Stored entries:

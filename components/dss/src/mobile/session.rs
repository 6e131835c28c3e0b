//! Per-connection mobile session state machine.
//!
//! Grounded on `original_source/dss/mobile/handler.py`'s `MediaHandler`
//! (handshake / setup / spawn / loop / teardown) and its
//! `processing/{media,data}.py` pump and control-frame workers.

use std::{
    path::PathBuf,
    sync::{
        atomic::{AtomicBool, Ordering},
        Arc,
    },
};

use chrono::Utc;
use ephyr_log::log;
use interprocess::os::unix::fifo_file::create_fifo;
use nix::fcntl::{fcntl, FcntlArg};
use serde_json::{json, Value};
use tokio::{
    io::{AsyncReadExt, AsyncWriteExt, ReadHalf, WriteHalf},
    net::{unix::pipe, TcpStream},
    sync::{mpsc, watch, Notify},
    time,
};

use crate::{
    broadcast::Broadcaster,
    buffer::FramedBuffer,
    config::Config,
    error::ProtocolError,
    ffmpeg_cmd, process,
    storage::{PositionSample, Store},
};

use super::{ContentType, QUEUE_LIMIT, WAIT_TIMEOUT};

/// Maximum value accepted by `F_SETPIPE_SZ` on stock Linux kernels absent
/// a raised `/proc/sys/fs/pipe-max-size`.
const PIPE_MAX_SIZE: i32 = 1_048_576;

/// Runs one mobile session end to end. All failures are logged and
/// absorbed; the caller only learns the connection ended.
pub async fn run(
    socket: TcpStream,
    cfg: Arc<Config>,
    store: Arc<dyn Store>,
    broadcaster: Arc<Broadcaster>,
    ffmpeg_path: PathBuf,
    log_dir: PathBuf,
    mut shutdown_rx: watch::Receiver<bool>,
) {
    let (read_half, mut write_half) = tokio::io::split(socket);
    let mut framed = FramedBuffer::new(read_half, 8192);

    let first = match time::timeout(WAIT_TIMEOUT, framed.read_frame()).await {
        Ok(Ok(frame)) => frame,
        Ok(Err(e)) => {
            log::warn!("Mobile handshake failed: {}", e);
            return;
        }
        Err(_) => {
            log::warn!("Mobile handshake timed out");
            return;
        }
    };

    if ContentType::from_byte(first.kind) != Some(ContentType::Metadata) {
        log::warn!(
            "Received first data block of type {}. Expected metadata",
            first.kind,
        );
        return;
    }

    let requested_id = decode_json(&first.payload)
        .ok()
        .and_then(|v| v.get("content").and_then(|c| c.get("id")).cloned())
        .and_then(|v| v.as_str().map(str::to_string));

    let record = store.upsert_mobile(requested_id.as_deref()).await;
    let id = record.id.clone();
    let stream_name = super::stream_name(&id);

    if let Err(e) = write_half
        .write_all(&encode_metadata("meta", json!({ "id": id })))
        .await
    {
        log::warn!("{} - failed to send handshake reply: {}", stream_name, e);
        store.deactivate_mobile(&id).await;
        return;
    }

    let mut session = match Session::setup(
        &cfg,
        id.clone(),
        stream_name.clone(),
        ffmpeg_path,
        log_dir,
        Arc::clone(&store),
        Arc::clone(&broadcaster),
    )
    .await
    {
        Ok(s) => s,
        Err(e) => {
            log::warn!("{} - failed to set up session: {}", stream_name, e);
            store.deactivate_mobile(&id).await;
            return;
        }
    };

    log::info!("New mobile stream: {}", session.destination);

    session
        .run_loop(&mut framed, &mut shutdown_rx)
        .await;

    session.teardown(&store, &broadcaster).await;
}

fn decode_json(payload: &[u8]) -> Result<Value, ProtocolError> {
    serde_json::from_slice(payload)
        .map_err(|e| ProtocolError::MalformedPayload(e.to_string()))
}

fn encode_metadata(kind: &str, content: Value) -> Vec<u8> {
    let body = serde_json::to_vec(&json!({ "type": kind, "content": content }))
        .unwrap_or_default();
    crate::buffer::Frame {
        kind: ContentType::Metadata.as_byte(),
        payload: body,
    }
    .encode()
}

struct Session {
    id: String,
    stream_name: String,
    tmpdir: PathBuf,
    thumbnail_path: PathBuf,
    destination: String,
    audio_tx: mpsc::Sender<Vec<u8>>,
    video_tx: mpsc::Sender<Vec<u8>>,
    data_tx: mpsc::UnboundedSender<Value>,
    muxer: process::ProcessHandle,
    error: Arc<AtomicBool>,
    notify: Arc<Notify>,
    time_limit: Option<tokio::time::Duration>,
    tasks: Vec<tokio::task::JoinHandle<()>>,
}

impl Session {
    async fn setup(
        cfg: &Config,
        id: String,
        stream_name: String,
        ffmpeg_path: PathBuf,
        log_dir: PathBuf,
        store: Arc<dyn Store>,
        broadcaster: Arc<Broadcaster>,
    ) -> Result<Self, anyhow::Error> {
        let destination = format!(
            "{}/{}/{}",
            cfg.rtmp_server.addr.trim_end_matches('/'),
            cfg.rtmp_server.app,
            stream_name,
        );
        let thumbnail_path = PathBuf::from(&cfg.thumbnail.dir)
            .join(format!("{}.{}", stream_name, cfg.thumbnail.format));

        let tmpdir = PathBuf::from(&cfg.mobile.dir).join(crate::storage::new_object_id());
        tokio::fs::create_dir_all(&tmpdir).await?;

        let audio_path = tmpdir.join("audio.ts");
        let video_path = tmpdir.join("video.ts");
        let audio_sender = open_fifo_sender(&audio_path).await?;
        let video_sender = open_fifo_sender(&video_path).await?;

        let (audio_tx, audio_rx) = mpsc::channel(QUEUE_LIMIT);
        let (video_tx, video_rx) = mpsc::channel(QUEUE_LIMIT);
        let (data_tx, data_rx) = mpsc::unbounded_channel();

        let error = Arc::new(AtomicBool::new(false));
        let notify = Arc::new(Notify::new());

        let thumb_rate = if cfg.thumbnail.mobile_interval == 0 {
            1.0
        } else {
            1.0 / cfg.thumbnail.mobile_interval as f64
        };
        let argv = ffmpeg_cmd::build_cmd_multi(
            "-y -re",
            &[
                audio_path.to_string_lossy().into_owned(),
                video_path.to_string_lossy().into_owned(),
            ],
            "",
            &[
                (
                    "-c:v copy -c:a copy -bsf:a aac_adtstoasc -f flv".to_string(),
                    destination.clone(),
                ),
                (
                    format!("-r {thumb_rate} -update 1 -an"),
                    thumbnail_path.to_string_lossy().into_owned(),
                ),
            ],
        );

        let muxer = process::run(&log_dir, &stream_name, "mobile", &ffmpeg_path, &argv).await?;

        let mut tasks = Vec::new();
        tasks.push(tokio::spawn(run_pump(
            "audio",
            audio_rx,
            audio_sender,
            Arc::clone(&error),
            Arc::clone(&notify),
        )));
        tasks.push(tokio::spawn(run_pump(
            "video",
            video_rx,
            video_sender,
            Arc::clone(&error),
            Arc::clone(&notify),
        )));

        Ok(Self {
            id: id.clone(),
            stream_name: stream_name.clone(),
            tmpdir,
            thumbnail_path,
            destination,
            audio_tx,
            video_tx,
            data_tx,
            muxer,
            error,
            notify,
            time_limit: (cfg.mobile.time_limit > 0)
                .then(|| tokio::time::Duration::from_secs(cfg.mobile.time_limit)),
            tasks: {
                tasks.push(tokio::spawn(run_data_proc(
                    data_rx, id, stream_name, store, broadcaster,
                )));
                tasks
            },
        })
    }

    async fn run_loop(
        &mut self,
        framed: &mut FramedBuffer<ReadHalf<TcpStream>>,
        shutdown_rx: &mut watch::Receiver<bool>,
    ) {
        let deadline = self
            .time_limit
            .map(|d| tokio::time::Instant::now() + d);

        loop {
            let sleep = async {
                match deadline {
                    Some(at) => time::sleep_until(at).await,
                    None => std::future::pending().await,
                }
            };

            tokio::select! {
                _ = shutdown_rx.changed() => {
                    log::info!("{} - server shutdown", self.stream_name);
                    return;
                }
                () = sleep => {
                    log::info!(
                        "{} - stream finished due to time limit",
                        self.stream_name,
                    );
                    return;
                }
                () = self.notify.notified() => {
                    if self.error.load(Ordering::SeqCst) {
                        log::warn!("{} - session aborted on error", self.stream_name);
                        return;
                    }
                }
                status = self.muxer.wait() => {
                    log::info!("{} - muxer exited: {:?}", self.stream_name, status);
                    return;
                }
                frame = framed.read_frame() => {
                    let frame = match frame {
                        Ok(f) => f,
                        Err(e) => {
                            log::debug!("{} - {}", self.stream_name, e);
                            return;
                        }
                    };
                    if !self.route(frame).await {
                        return;
                    }
                }
            }
        }
    }

    async fn route(&self, frame: crate::buffer::Frame) -> bool {
        match ContentType::from_byte(frame.kind) {
            Some(ContentType::Video) => {
                if self.video_tx.try_send(frame.payload).is_err() {
                    log::warn!("{} - backpressure on video queue", self.stream_name);
                    self.error.store(true, Ordering::SeqCst);
                    self.notify.notify_one();
                    return false;
                }
            }
            Some(ContentType::Audio) => {
                if self.audio_tx.try_send(frame.payload).is_err() {
                    log::warn!("{} - backpressure on audio queue", self.stream_name);
                    self.error.store(true, Ordering::SeqCst);
                    self.notify.notify_one();
                    return false;
                }
            }
            Some(ContentType::Metadata) | Some(ContentType::UserData) => {
                match decode_json(&frame.payload) {
                    Ok(v) => {
                        let _ = self.data_tx.send(v);
                    }
                    Err(e) => log::warn!("{} - {}", self.stream_name, e),
                }
            }
            None => {
                log::warn!(
                    "{} - unknown content received (type {})",
                    self.stream_name,
                    frame.kind,
                );
            }
        }
        true
    }

    async fn teardown(mut self, store: &Arc<dyn Store>, broadcaster: &Broadcaster) {
        self.muxer.kill().await;

        drop(self.audio_tx);
        drop(self.video_tx);
        drop(self.data_tx);
        for task in self.tasks.drain(..) {
            let _ = task.await;
        }

        store.deactivate_mobile(&self.id).await;

        let mut errors = Vec::new();
        if let Err(e) = tokio::fs::remove_dir_all(&self.tmpdir).await {
            errors.push(format!("remove tmpdir: {e}"));
        }
        if let Err(e) = tokio::fs::remove_file(&self.thumbnail_path).await {
            if e.kind() != std::io::ErrorKind::NotFound {
                errors.push(format!("remove thumbnail: {e}"));
            }
        }
        if !errors.is_empty() {
            log::warn!("{} - errors during cleanup: {}", self.stream_name, errors.join(", "));
        }

        broadcaster.broadcast(
            "update",
            json!({ "name": self.stream_name, "info": "finished" }),
        );
        log::info!("Mobile stream \"{}\" has ended", self.id);
    }
}

async fn run_pump(
    name: &'static str,
    mut rx: mpsc::Receiver<Vec<u8>>,
    mut sink: pipe::Sender,
    error: Arc<AtomicBool>,
    notify: Arc<Notify>,
) {
    loop {
        let chunk = match time::timeout(WAIT_TIMEOUT, rx.recv()).await {
            Ok(Some(chunk)) => chunk,
            Ok(None) => break,
            Err(_) => {
                log::warn!("Low bandwidth: {}", name);
                error.store(true, Ordering::SeqCst);
                notify.notify_one();
                break;
            }
        };
        if let Err(e) = sink.write_all(&chunk).await {
            log::debug!("{} pipe write stopped: {}", name, e);
            break;
        }
    }
}

async fn run_data_proc(
    mut rx: mpsc::UnboundedReceiver<Value>,
    id: String,
    stream_name: String,
    store: Arc<dyn Store>,
    broadcaster: Arc<Broadcaster>,
) {
    while let Some(v) = rx.recv().await {
        let Some(action) = v.get("type").and_then(Value::as_str) else {
            log::debug!("{} - metadata: {:?}", stream_name, v);
            continue;
        };
        if action != "coord" {
            continue;
        }
        let Some(content) = v.get("content") else { continue };
        let sample = PositionSample {
            time: Utc::now(),
            coord: content.clone(),
        };
        store.push_position(&id, sample.clone()).await;

        broadcaster.broadcast(
            "update",
            json!({
                "name": stream_name,
                "info": { "time": sample.time, "coord": sample.coord },
            }),
        );
        log::debug!("{} - {} | {:?}", stream_name, sample.time, sample.coord);
    }
}

/// Opens a FIFO for writing without blocking, by briefly holding our own
/// reader open first (mirrors the original's `O_RDWR` trick of opening
/// both ends in-process so neither open call blocks on a peer).
async fn open_fifo_sender(path: &std::path::Path) -> Result<pipe::Sender, anyhow::Error> {
    create_fifo(path, 0o660)?;

    let placeholder_reader = pipe::OpenOptions::new().open_receiver(path)?;
    let sender = pipe::OpenOptions::new().open_sender(path)?;
    drop(placeholder_reader);

    set_pipe_max_size(&sender);
    Ok(sender)
}

#[cfg(target_os = "linux")]
fn set_pipe_max_size(sender: &pipe::Sender) {
    use std::os::unix::io::AsRawFd;
    if let Err(e) = fcntl(sender.as_raw_fd(), FcntlArg::F_SETPIPE_SZ(PIPE_MAX_SIZE)) {
        log::debug!("Could not raise pipe size: {}", e);
    }
}

#[cfg(not(target_os = "linux"))]
fn set_pipe_max_size(_sender: &pipe::Sender) {}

- PROBLEM TO SOLVE
Return each line of the entries that holds the string "Duration".

- OUTPUT
    time_limit: Option<tokio::time::Duration>,
                .then(|| tokio::time::Duration::from_secs(cfg.mobile.time_limit)),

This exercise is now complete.